Dott. Ferrara, former Antimafia and Antiterrorism public prosecutor in Palermo and now one of the two appointed European Delegated Prosecutors in Sicily, welcomed us in his office to discuss about the activities conducted so far and the challenges ahead.
How has the establishment of the European Public Prosecutor’s Office been received in your field of work?
[The EPPO was welcomed] with interest by some, with mistrust by others and with doubts by still others. Nonetheless, our day-by-day duty will be to manage to overcome those controversial aspects that are undeniably there.
Which offences envisaged by Directive (EU) 1371/2017 are most frequently encountered in judicial practice and specifically in the geographical context in which you work?
At this moment and within our territory of competence, which is Sicily and Calabria, the data on the judicial proceedings administrated by our office shows that they concern for the 70-80% frauds against EU resources funding the so-called CAP (Common Agricultural Policy), which represents one of the main pillars of the European Union aiming at supporting farming and involves conspicuous amounts of resources that the EU allocates for these activities.
What issues arise from the provisions governing the material competence of the EPPO as envisaged by Regulation (EU) 1939/2017?
Clearly, there are issues on the competence regime. Nonetheless, we have faced none of this so far: the Italian legislator envisaged a system providing that the competence of the EPPO shall prevail when a PIF offence occurs, that the judicial police must report both to the EPPO and the national public prosecutor and prescribing that the EPPO shall evaluate in the first place whether it falls within its competence. Clearly, the national public prosecutor (…) may file a sort of conflict of jurisdiction before the competent national authority, which it the General Public Prosecutor before the Court of Cassation. The main issue is of course the interpretation of certain expressions, such as “inextricably linked offences” (…). This is because it may occur that during an investigation on organized crime conducted by the national competent authority, some offences falling under the competence of the EPPO emerge which the national public prosecutor has the duty to report. This requires that the competence be carefully considered. I must admit that the guidelines provided for by the central office of the EPPO clearly suggest not to interfere with the proceedings in which national authorities have already put considerable effort into.
Do the provisions on cross-border investigations provide an added value compared to the international cooperation mechanisms already in force?

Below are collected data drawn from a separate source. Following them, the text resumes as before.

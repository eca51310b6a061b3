//! Integration tests for the nugget CLI
//!
//! These drive the binary end to end: plan validation, deploy ordering,
//! configuration and full simulated sessions.

use assert_cmd::Command;
use assert_cmd::cargo::cargo_bin_cmd;
use predicates::prelude::*;
use std::fs;
use std::path::{Path, PathBuf};
use tempfile::TempDir;

/// Helper to create a nugget Command
fn nugget() -> Command {
    cargo_bin_cmd!("nugget")
}

/// Temp project whose sessions live inside the temp dir and retry instantly
fn create_temp_project() -> TempDir {
    let dir = TempDir::new().unwrap();
    let nugget_dir = dir.path().join(".nugget");
    fs::create_dir_all(&nugget_dir).unwrap();
    fs::write(
        nugget_dir.join("nugget.toml"),
        format!(
            "[orchestrator]\nretry_delay_ms = 0\nworkspace_root = \"{}\"\n",
            dir.path().join("sessions").display()
        ),
    )
    .unwrap();
    dir
}

fn write_file(dir: &Path, name: &str, content: &str) -> PathBuf {
    let path = dir.join(name);
    fs::write(&path, content).unwrap();
    path
}

const PLAN_JSON: &str = r#"{
  "tasks": [
    {"id": "task-2", "name": "Blink loop", "dependencies": ["task-1"], "agent_name": "Sparky"},
    {"id": "task-1", "name": "Pin setup", "agent_name": "Sparky"},
    {"id": "task-3", "name": "Write tests", "dependencies": ["task-2"], "agent_name": "Checkers"}
  ],
  "agents": [
    {"name": "Sparky", "role": "builder"},
    {"name": "Checkers", "role": "tester"}
  ],
  "plan_explanation": "Set up the pin, loop, then test."
}"#;

const PLAN_YAML: &str = r#"
tasks:
  - id: task-1
    name: Pin setup
    agent_name: Sparky
agents:
  - name: Sparky
    allowed_paths: ["src/", "/etc/"]
"#;

fn stdout_lines(output: &[u8]) -> Vec<serde_json::Value> {
    String::from_utf8_lossy(output)
        .lines()
        .map(|line| serde_json::from_str(line).unwrap())
        .collect()
}

fn event_types(events: &[serde_json::Value]) -> Vec<String> {
    events
        .iter()
        .map(|e| e["type"].as_str().unwrap_or_default().to_string())
        .collect()
}

// =============================================================================
// Basic CLI Tests
// =============================================================================

mod cli_basics {
    use super::*;

    #[test]
    fn test_nugget_help() {
        nugget()
            .arg("--help")
            .assert()
            .success()
            .stdout(predicate::str::contains("simulate"));
    }

    #[test]
    fn test_nugget_version() {
        nugget().arg("--version").assert().success();
    }

    #[test]
    fn test_unknown_command_fails() {
        nugget().arg("frobnicate").assert().failure();
    }
}

// =============================================================================
// Plan Tests
// =============================================================================

mod plan {
    use super::*;

    #[test]
    fn test_plan_prints_topological_order() {
        let dir = create_temp_project();
        let plan = write_file(dir.path(), "plan.json", PLAN_JSON);

        let output = nugget()
            .current_dir(dir.path())
            .arg("plan")
            .arg(&plan)
            .output()
            .unwrap();
        assert!(output.status.success());

        let stdout = String::from_utf8_lossy(&output.stdout);
        assert!(stdout.contains("3 task(s), 2 agent(s)"));
        assert!(stdout.contains("Set up the pin, loop, then test."));
        let first = stdout.find("task-1").unwrap();
        let second = stdout.find("task-2 ").unwrap();
        let third = stdout.find("task-3").unwrap();
        assert!(first < second && second < third);
    }

    #[test]
    fn test_plan_yaml_reports_dropped_paths() {
        let dir = create_temp_project();
        let plan = write_file(dir.path(), "plan.yaml", PLAN_YAML);

        nugget()
            .current_dir(dir.path())
            .arg("plan")
            .arg(&plan)
            .assert()
            .success()
            .stdout(predicate::str::contains("Warnings:"))
            .stdout(predicate::str::contains("/etc/"));
    }

    #[test]
    fn test_plan_with_cycle_fails() {
        let dir = create_temp_project();
        let plan = write_file(
            dir.path(),
            "plan.json",
            r#"{"tasks": [
                {"id": "a", "name": "A", "dependencies": ["b"], "agent_name": "Sparky"},
                {"id": "b", "name": "B", "dependencies": ["a"], "agent_name": "Sparky"}
            ], "agents": [{"name": "Sparky"}]}"#,
        );

        nugget()
            .current_dir(dir.path())
            .arg("plan")
            .arg(&plan)
            .assert()
            .failure()
            .stderr(predicate::str::contains("cycle"));
    }

    #[test]
    fn test_plan_with_unknown_dependency_fails() {
        let dir = create_temp_project();
        let plan = write_file(
            dir.path(),
            "plan.json",
            r#"{"tasks": [{"id": "a", "name": "A", "dependencies": ["ghost"], "agent_name": "Sparky"}],
                "agents": [{"name": "Sparky"}]}"#,
        );

        nugget()
            .current_dir(dir.path())
            .arg("plan")
            .arg(&plan)
            .assert()
            .failure()
            .stderr(predicate::str::contains("unknown task 'ghost'"));
    }

    #[test]
    fn test_plan_missing_file_fails() {
        let dir = create_temp_project();
        nugget()
            .current_dir(dir.path())
            .args(["plan", "nope.json"])
            .assert()
            .failure()
            .stderr(predicate::str::contains("Failed to read plan file"));
    }
}

// =============================================================================
// Deploy Order Tests
// =============================================================================

mod deploy_order {
    use super::*;

    #[test]
    fn test_provider_deploys_first() {
        let dir = create_temp_project();
        let file = write_file(
            dir.path(),
            "spec.yaml",
            r#"
devices:
  - plugin_id: esp32-sensor
    instance_id: sensor
  - plugin_id: cloud-dashboard
    instance_id: dashboard
manifests:
  esp32-sensor:
    method: flash
    requires: ["cloud_url"]
  cloud-dashboard:
    method: cloud
    provides: ["cloud_url"]
"#,
        );

        let output = nugget().arg("deploy-order").arg(&file).output().unwrap();
        assert!(output.status.success());
        let stdout = String::from_utf8_lossy(&output.stdout);
        assert!(stdout.contains("1. dashboard (cloud-dashboard)"));
        assert!(stdout.contains("2. sensor (esp32-sensor)"));
    }

    #[test]
    fn test_cycle_fails() {
        let dir = create_temp_project();
        let file = write_file(
            dir.path(),
            "spec.json",
            r#"{"devices": [
                {"plugin_id": "a", "instance_id": "a",
                 "deploy_manifest": {"provides": ["x"], "requires": ["y"]}},
                {"plugin_id": "b", "instance_id": "b",
                 "deploy_manifest": {"provides": ["y"], "requires": ["x"]}}
            ]}"#,
        );

        nugget()
            .arg("deploy-order")
            .arg(&file)
            .assert()
            .failure()
            .stderr(predicate::str::contains("cycle"));
    }

    #[test]
    fn test_no_devices() {
        let dir = create_temp_project();
        let file = write_file(dir.path(), "spec.json", "{}");
        nugget()
            .arg("deploy-order")
            .arg(&file)
            .assert()
            .success()
            .stdout(predicate::str::contains("No deploy units."));
    }
}

// =============================================================================
// Simulate Tests
// =============================================================================

mod simulate {
    use super::*;

    #[test]
    fn test_simulate_streams_events() {
        let dir = create_temp_project();
        let plan = write_file(dir.path(), "plan.json", PLAN_JSON);

        let output = nugget()
            .current_dir(dir.path())
            .args(["simulate", "--plan"])
            .arg(&plan)
            .output()
            .unwrap();
        assert!(output.status.success());

        let events = stdout_lines(&output.stdout);
        let types = event_types(&events);
        assert_eq!(types.first().map(String::as_str), Some("planning_started"));
        assert_eq!(types.last().map(String::as_str), Some("session_complete"));
        assert!(!types.iter().any(|t| t == "error"));

        let started: Vec<&str> = events
            .iter()
            .filter(|e| e["type"] == "task_started")
            .filter_map(|e| e["task_id"].as_str())
            .collect();
        assert_eq!(started, vec!["task-1", "task-2", "task-3"]);
        assert_eq!(
            events.last().unwrap()["summary"].as_str(),
            Some("Completed 3/3 tasks.")
        );

        assert!(dir.path().join("sessions").is_dir());
    }

    #[test]
    fn test_review_gate_declined_without_yes() {
        let dir = create_temp_project();
        let plan = write_file(dir.path(), "plan.json", PLAN_JSON);
        let spec = write_file(
            dir.path(),
            "spec.yaml",
            "project:\n  goal: Blink an LED\nworkflow:\n  review_enabled: true\n",
        );

        let output = nugget()
            .current_dir(dir.path())
            .args(["simulate", "--plan"])
            .arg(&plan)
            .arg("--spec")
            .arg(&spec)
            .output()
            .unwrap();
        assert!(!output.status.success());
        assert!(String::from_utf8_lossy(&output.stderr).contains("Build failed"));

        let types = event_types(&stdout_lines(&output.stdout));
        assert!(types.contains(&"human_gate".to_string()));
        assert_eq!(types.last().map(String::as_str), Some("error"));
    }

    #[test]
    fn test_yes_approves_gates_and_flashes() {
        let dir = create_temp_project();
        let plan = write_file(dir.path(), "plan.json", PLAN_JSON);
        let spec = write_file(
            dir.path(),
            "spec.json",
            r#"{"workflow": {"review_enabled": true}, "deployment": {"target": "esp32"}}"#,
        );

        let output = nugget()
            .current_dir(dir.path())
            .args(["simulate", "--yes", "--plan"])
            .arg(&plan)
            .arg("--spec")
            .arg(&spec)
            .output()
            .unwrap();
        assert!(output.status.success());

        let events = stdout_lines(&output.stdout);
        let types = event_types(&events);
        for expected in ["human_gate", "flash_prompt", "flash_complete", "deploy_complete"] {
            assert!(types.iter().any(|t| t == expected), "missing {}", expected);
        }
        let flash = events
            .iter()
            .find(|e| e["type"] == "flash_complete")
            .unwrap();
        assert_eq!(flash["success"], true);
        assert_eq!(types.last().map(String::as_str), Some("session_complete"));
    }

    #[test]
    fn test_simulate_invalid_plan_fails() {
        let dir = create_temp_project();
        let plan = write_file(
            dir.path(),
            "plan.json",
            r#"{"tasks": [{"id": "a", "name": "A", "agent_name": "Nobody"}], "agents": []}"#,
        );

        let output = nugget()
            .current_dir(dir.path())
            .args(["simulate", "--plan"])
            .arg(&plan)
            .output()
            .unwrap();
        assert!(!output.status.success());

        let types = event_types(&stdout_lines(&output.stdout));
        assert_eq!(types, vec!["planning_started", "error"]);
    }
}

// =============================================================================
// Config Tests
// =============================================================================

mod config {
    use super::*;

    #[test]
    fn test_config_init_then_validate() {
        let dir = TempDir::new().unwrap();

        nugget()
            .current_dir(dir.path())
            .args(["config", "init"])
            .assert()
            .success()
            .stdout(predicate::str::contains("Created nugget.toml"));
        assert!(dir.path().join(".nugget/nugget.toml").exists());

        nugget()
            .current_dir(dir.path())
            .args(["config", "validate"])
            .assert()
            .success()
            .stdout(predicate::str::contains("Configuration is valid."));
    }

    #[test]
    fn test_config_validate_warns_on_zero_timeout() {
        let dir = TempDir::new().unwrap();
        fs::create_dir_all(dir.path().join(".nugget")).unwrap();
        fs::write(
            dir.path().join(".nugget/nugget.toml"),
            "[orchestrator]\ntask_timeout_secs = 0\n",
        )
        .unwrap();

        nugget()
            .current_dir(dir.path())
            .args(["config", "validate"])
            .assert()
            .success()
            .stdout(predicate::str::contains("task_timeout_secs"));
    }

    #[test]
    fn test_config_show_respects_env_override() {
        let dir = TempDir::new().unwrap();
        nugget()
            .current_dir(dir.path())
            .env("NUGGET_MAX_RETRIES", "7")
            .args(["config", "show"])
            .assert()
            .success()
            .stdout(predicate::str::contains("max_retries = 7"));
    }
}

This should represent the actual added value of the EPPO as it allows to bypass those dispositions on cooperation instruments such as letter rogatory, investigative orders and exchange of information. Working as in a unique office which operates in 22 Member States makes it possible that with the simple participation of the EDP of the assisting Member State we conduct a joint operation (…). There still are some issues, such as the fact that judicial systems across the EU are very different among each other and therefore some activities that in Italy are carried out by the public prosecutor, in another state they must be subject to a judicial request. (…) Just to give an example: in Italy, searches are authorized by the public prosecutor, while in most Member States they are authorized by the judge. If I am conducting an investigation and need for a search to take place in one of those states, shall I issue a decree and ask my colleague to execute the measure, or will he be required to ask for the authorization to the judicial authority in their state?”.
Do you think that the involvement of organized crime in illicitly draining European Union funds could mean the involvement of the European Public Prosecutor’s Office also in this type of investigation?
This represents the main object of our activity in the times ahead since, in light of the regime on the competence of the EPPO, every time that the funds are even in part deriving from the European Union the EPPO can exercise its competence. Once the resources of the PNRR (Piano Nazionale di Ripresa e Resilienza, ndr) are distributed, 90% of the public spending will be of EU origin.
Considers it appropriate for the European Public Prosecutor’s Office to extend its jurisdiction to crimes that are not limited to the protection of the Union’s financial interests or membership of criminal organizations?
In my opinion, this is advisable in the long run. I will probably be in retirement as the process is very long and above all it depends on the outcome of this new body. It is absolutely necessary for certain offences: I am thinking about transnational environmental crimes, which is a big topic under discussion; I am also thinking about terrorism, human trafficking and all those crimes which necessarily involve more than a country. Nonetheless, this would require that national authorities quit their jurisdiction and also an improvement in the organization of the offices.
Some Member States such as Poland, Hungary, Denmark, Sweden and Ireland did not take part in the enhanced cooperation; do you consider it necessary to regulate the investigations on frauds against EU funds?
(…) It would be advisable for every Member State to take part in the EPPO, but this is mostly a political stand more than a judicial one. Agreements have been made with several non-EU countries as several issues arise in this regard, as it is happening with Switzerland. Switzerland has in place some cooperation agreements with Member States; nonetheless, a request casted by the EPPO and a request made by the public prosecutor of Palermo are very different as Switzerland holds that the EPPO is not Italy but a different body and therefore does not cooperate with us. It will be necessary to conclude ad hoc agreements with these countries.
Serena Cacciatore, Costanza De Caro, Alejandro Hernández López, Cristina Ruiz López and Ana María Vicario Pérez.